Elle farfouilla dans son sac pour chercher son mouchoir et se moucha.
— Pourquoi faut-il que ce soit arrivé à lui ? dit-elle avec colère comme si c’était de ma faute. Pourquoi n’a-t-il pas pu vieillir normalement ou même mourir ? Mais ça, c’est ni l’un ni l’autre.
Je ne dis rien, parce qu’il n’y avait rien à dire.
Janet laissa un mot à la propriétaire.
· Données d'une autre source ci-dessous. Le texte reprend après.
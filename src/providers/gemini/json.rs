//! Gemini payload helpers
//!
//! Gemini frames (streamed or buffered) share one shape: `candidates[0]` holds
//! `content.parts[]` (text, thought text, or a `functionCall`) and a
//! `finishReason`; `usageMetadata` sits at the top level.

use crate::utils::json::{first_string, normalize_string};
use serde::Deserialize;
use serde_json::Value;

/// Keys carrying a function-call id, in priority order.
const FUNCTION_CALL_ID_KEYS: [&str; 5] = ["id", "call_id", "callId", "tool_use_id", "toolUseId"];

#[derive(Debug, Default, Deserialize)]
#[serde(rename_all = "camelCase")]
struct GeminiPart {
    #[serde(default)]
    text: Option<String>,
    #[serde(default)]
    thought: Option<bool>,
    #[serde(default)]
    function_call: Option<Value>,
}

/// One content part, classified.
#[derive(Debug, Clone, PartialEq)]
pub enum GeminiPartKind {
    Text(String),
    Thought(String),
    FunctionCall(GeminiFunctionCall),
}

#[derive(Debug, Clone, PartialEq)]
pub struct GeminiFunctionCall {
    /// Empty when upstream sent no id
    pub id: String,
    pub name: String,
    pub arguments_json: String,
}

/// First candidate of a payload.
pub fn first_candidate(json: &Value) -> Option<&Value> {
    json.get("candidates")
        .and_then(Value::as_array)
        .and_then(|c| c.first())
        .filter(|c| c.is_object())
}

/// Classified parts of the first candidate. Parts that are neither non-empty
/// text nor a named function call are skipped.
pub fn candidate_parts(json: &Value) -> Vec<GeminiPartKind> {
    let Some(parts) = first_candidate(json)
        .and_then(|c| c.get("content"))
        .and_then(|c| c.get("parts"))
        .and_then(Value::as_array)
    else {
        return Vec::new();
    };

    parts
        .iter()
        .filter_map(|raw| {
            let part = GeminiPart::deserialize(raw).ok()?;
            if let Some(text) = part.text.filter(|t| !t.is_empty()) {
                return Some(if part.thought == Some(true) {
                    GeminiPartKind::Thought(text)
                } else {
                    GeminiPartKind::Text(text)
                });
            }
            let call = part.function_call.filter(Value::is_object)?;
            let name = normalize_string(call.get("name"));
            if name.is_empty() {
                return None;
            }
            Some(GeminiPartKind::FunctionCall(GeminiFunctionCall {
                id: first_string(&call, &FUNCTION_CALL_ID_KEYS),
                name,
                arguments_json: normalize_function_call_args(
                    call.get("args").or_else(|| call.get("arguments")),
                ),
            }))
        })
        .collect()
}

/// Function-call arguments as a JSON string; `"{}"` when absent.
pub fn normalize_function_call_args(args: Option<&Value>) -> String {
    match args {
        None | Some(Value::Null) => "{}".to_string(),
        Some(Value::String(s)) => match s.trim() {
            "" => "{}".to_string(),
            s => s.to_string(),
        },
        Some(other) => serde_json::to_string(other).unwrap_or_else(|_| "{}".to_string()),
    }
}

/// Concatenated non-thought text of the first candidate.
pub fn extract_text(json: &Value) -> String {
    candidate_parts(json)
        .into_iter()
        .filter_map(|part| match part {
            GeminiPartKind::Text(text) => Some(text),
            _ => None,
        })
        .collect()
}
Je l’emmenai déjeuner, puis nous allâmes marcher sous le soleil pâle au bord de la Cam après avoir traversé Saint John Collège. La tentative de consolation était médiocre, mais je ne pus trouver mieux.
Maintenant que la décision avait été prise, David estimait qu’il n’y avait aucune raison de différer. Au cours des semaines suivantes, nous vendîmes, donnâmes ou jetâmes les deux tiers de ce qu’il y avait dans l’appartement.
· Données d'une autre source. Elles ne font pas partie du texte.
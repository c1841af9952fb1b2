//! Execution layer

pub mod http;
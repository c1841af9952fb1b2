//! HTTP Interceptor interfaces
//!
//! Interceptors can observe and tweak request builders before send, observe
//! responses, be notified of errors and fallback attempts, and receive decoded
//! SSE events. The hooks are best-effort and should avoid expensive work.

use crate::error::LlmError;

/// Context passed to interceptors describing the request.
#[derive(Clone, Debug)]
pub struct HttpRequestContext {
    /// Attempt label, e.g. `OpenAI(responses):minimal-defaults`
    pub label: String,
    pub url: String,
    pub stream: bool,
}

/// HTTP interceptor trait
pub trait HttpInterceptor: Send + Sync {
    /// Called before sending a request. Return the (possibly modified) builder
    /// or an error to short-circuit the request.
    fn on_before_send(
        &self,
        _ctx: &HttpRequestContext,
        builder: reqwest::RequestBuilder,
        _body: &serde_json::Value,
    ) -> Result<reqwest::RequestBuilder, LlmError> {
        Ok(builder)
    }

    /// Called after a successful response is received.
    fn on_response(
        &self,
        _ctx: &HttpRequestContext,
        _response: &reqwest::Response,
    ) -> Result<(), LlmError> {
        Ok(())
    }

    /// Called when an attempt fails and the error propagates.
    fn on_error(&self, _ctx: &HttpRequestContext, _error: &LlmError) {}

    /// Called when a rejected attempt is about to be retried with the reduced body.
    fn on_fallback(&self, _ctx: &HttpRequestContext, _error: &LlmError, _attempt: usize) {}

    /// Called for every SSE event decoded from a streaming body.
    fn on_sse_event(
        &self,
        _ctx: &HttpRequestContext,
        _event: &eventsource_stream::Event,
    ) -> Result<(), LlmError> {
        Ok(())
    }
}

/// A simple logging interceptor backed by `tracing` (no sensitive data).
#[derive(Clone, Default)]
pub struct LoggingInterceptor;

impl HttpInterceptor for LoggingInterceptor {
    fn on_before_send(
        &self,
        ctx: &HttpRequestContext,
        builder: reqwest::RequestBuilder,
        _body: &serde_json::Value,
    ) -> Result<reqwest::RequestBuilder, LlmError> {
        tracing::debug!(target: "siumai::http", label=%ctx.label, url=%ctx.url, stream=%ctx.stream, "sending request");
        Ok(builder)
    }

    fn on_response(
        &self,
        ctx: &HttpRequestContext,
        response: &reqwest::Response,
    ) -> Result<(), LlmError> {
        tracing::debug!(target: "siumai::http", label=%ctx.label, url=%ctx.url, status=%response.status().as_u16(), "response received");
        Ok(())
    }

    fn on_error(&self, ctx: &HttpRequestContext, error: &LlmError) {
        tracing::debug!(target: "siumai::http", label=%ctx.label, url=%ctx.url, stream=%ctx.stream, err=%error, "request error");
    }

    fn on_fallback(&self, ctx: &HttpRequestContext, error: &LlmError, attempt: usize) {
        tracing::debug!(target: "siumai::http", label=%ctx.label, attempt, status=?error.status_code(), "request shape rejected, retrying with reduced body");
    }

    fn on_sse_event(
        &self,
        ctx: &HttpRequestContext,
        event: &eventsource_stream::Event,
    ) -> Result<(), LlmError> {
        tracing::trace!(target: "siumai::http", label=%ctx.label, event_name=%event.event, "sse event");
        Ok(())
    }
}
M. Gotobed, l’aide-bedeau, donna un coup de main à David pour ramener le reste des affaires de M. Treevor à la Dark Hostelry. Soufflant et grognant, les deux hommes portèrent les meubles – le bureau, le fauteuil, la bibliothèque vitrée – dans la chambre de M. Treevor à l’étage, pour qu’il se sente chez lui. Janet disposa des photos d’elle et de sa mère sur le bureau, toutes les deux dans leurs cadres argentés nettoyés de frais. Elle apporta à son père son râtelier à pipes et sa blague à tabac, bien qu’il ne fumât plus, et les rangea à leur place habituelle sur le bureau.
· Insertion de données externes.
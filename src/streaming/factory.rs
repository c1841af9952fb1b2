//! Stream Factory
//!
//! Opens a provider response and turns it into a lazily consumed chunk stream.
//! A body advertising JSON is handed back whole so the driver can interpret it
//! as the buffered equivalent; any other non-SSE body is a shape error.

use crate::error::LlmError;
use crate::execution::http::interceptor::HttpRequestContext;
use crate::execution::http::response::{
    assert_sse_response, content_type, is_json_content_type, read_json_body,
};
use crate::execution::http::{HttpExecutor, ProviderRequest};
use crate::streaming::converters::{ChatFrameConverter, TextFrameConverter};
use crate::streaming::sse_json::{SseFrameStream, SseJsonStreamConfig};
use crate::streaming::{ChatChunkStream, TextDeltaStream};
use crate::types::ChatChunk;
use crate::utils::cancel::CancelHandle;
use async_stream::try_stream;

/// An opened streaming response.
pub enum OpenedStream {
    /// The upstream answered with a buffered JSON body
    Json {
        json: serde_json::Value,
        content_type: String,
    },
    Sse(SseFrameStream),
}

pub struct StreamFactory;

impl StreamFactory {
    /// Fetch `request` (with the fallback policy) and classify the response body.
    pub async fn open(
        executor: &HttpExecutor,
        request: &ProviderRequest,
        cancel: Option<CancelHandle>,
        expected_hint: &str,
    ) -> Result<OpenedStream, LlmError> {
        let response = executor
            .fetch_with_fallback(request, true, cancel.as_ref())
            .await?;

        let ct = content_type(&response);
        if is_json_content_type(&ct) {
            tracing::debug!(target: "siumai::stream", label = %request.label, content_type = %ct, "buffered JSON body on a streaming call");
            let json = read_json_body(response).await?;
            return Ok(OpenedStream::Json {
                json,
                content_type: ct,
            });
        }

        let response = assert_sse_response(response, &request.label, expected_hint).await?;
        let cfg = SseJsonStreamConfig::new(request.label.clone())
            .with_idle_timeout(executor.config().stream_idle_timeout);
        let ctx = HttpRequestContext {
            label: request.label.clone(),
            url: request.url.clone(),
            stream: true,
        };
        let frames = SseFrameStream::from_response(response, cfg)
            .with_cancel(cancel)
            .with_interceptors(executor.interceptors().to_vec(), ctx);
        Ok(OpenedStream::Sse(frames))
    }

    /// Drive `converter` over `frames`. Nothing is read until the stream is polled.
    pub fn chat_stream<C>(mut frames: SseFrameStream, mut converter: C) -> ChatChunkStream
    where
        C: ChatFrameConverter + 'static,
    {
        Box::pin(try_stream! {
            while let Some(frame) = frames.next_frame().await? {
                for chunk in converter.convert_frame(frame)? {
                    yield chunk;
                }
            }
            for chunk in converter.finish(frames.stats())? {
                yield chunk;
            }
        })
    }

    /// Chunks of a buffered JSON body, replayed as a stream.
    pub fn chat_stream_from_json<C>(
        json: serde_json::Value,
        mut converter: C,
    ) -> Result<ChatChunkStream, LlmError>
    where
        C: ChatFrameConverter + 'static,
    {
        let chunks = converter.convert_json(json)?;
        Ok(Box::pin(futures::stream::iter(chunks.into_iter().map(Ok::<ChatChunk, LlmError>))))
    }

    /// Drive a text converter; fails with an empty-result error when no delta
    /// was produced.
    pub fn text_stream<C>(
        mut frames: SseFrameStream,
        mut converter: C,
        label: String,
    ) -> TextDeltaStream
    where
        C: TextFrameConverter + 'static,
    {
        Box::pin(try_stream! {
            let mut emitted = 0u64;
            while let Some(frame) = frames.next_frame().await? {
                for delta in converter.convert_frame(frame)? {
                    if delta.is_empty() {
                        continue;
                    }
                    emitted += 1;
                    yield delta;
                }
            }
            if emitted == 0 {
                let stats = frames.stats();
                Err(LlmError::EmptyResult {
                    label,
                    data_events: stats.data_events,
                    parsed_chunks: stats.parsed_chunks,
                })?;
            }
        })
    }
}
Je n’étais pas certaine que l’idée fût bonne. Un matin, peu après que nous eûmes fini le déménagement, M. Treevor sortit de la salle de bains au moment où je descendais de ma chambre. Il me posa la main sur le bras et regarda autour de lui, comme pour s’assurer que personne n’écoutait.
— De drôles de choses se passent dans cette maison, me confia-t-il. On a fait venir des maçons. Ils ont transformé ma chambre. Ils doivent travailler de nuit parce que je ne les ai jamais vus à l’ouvrage. Par contre, j’en ai aperçu un dans l’entrée. Un type à l’air furtif.
Il traversa le palier à pas feutrés vers sa chambre. A la porte, il me jeta un coup d’œil par-dessus son épaule.
— Mieux vaut que tu ouvres l’œil, Rosie, lança-t-il d’une voix sifflante. On ne sait pas ce qu’ils manigancent. On n’est jamais trop prudent. Surtout une jolie fille comme toi.
Rosie ?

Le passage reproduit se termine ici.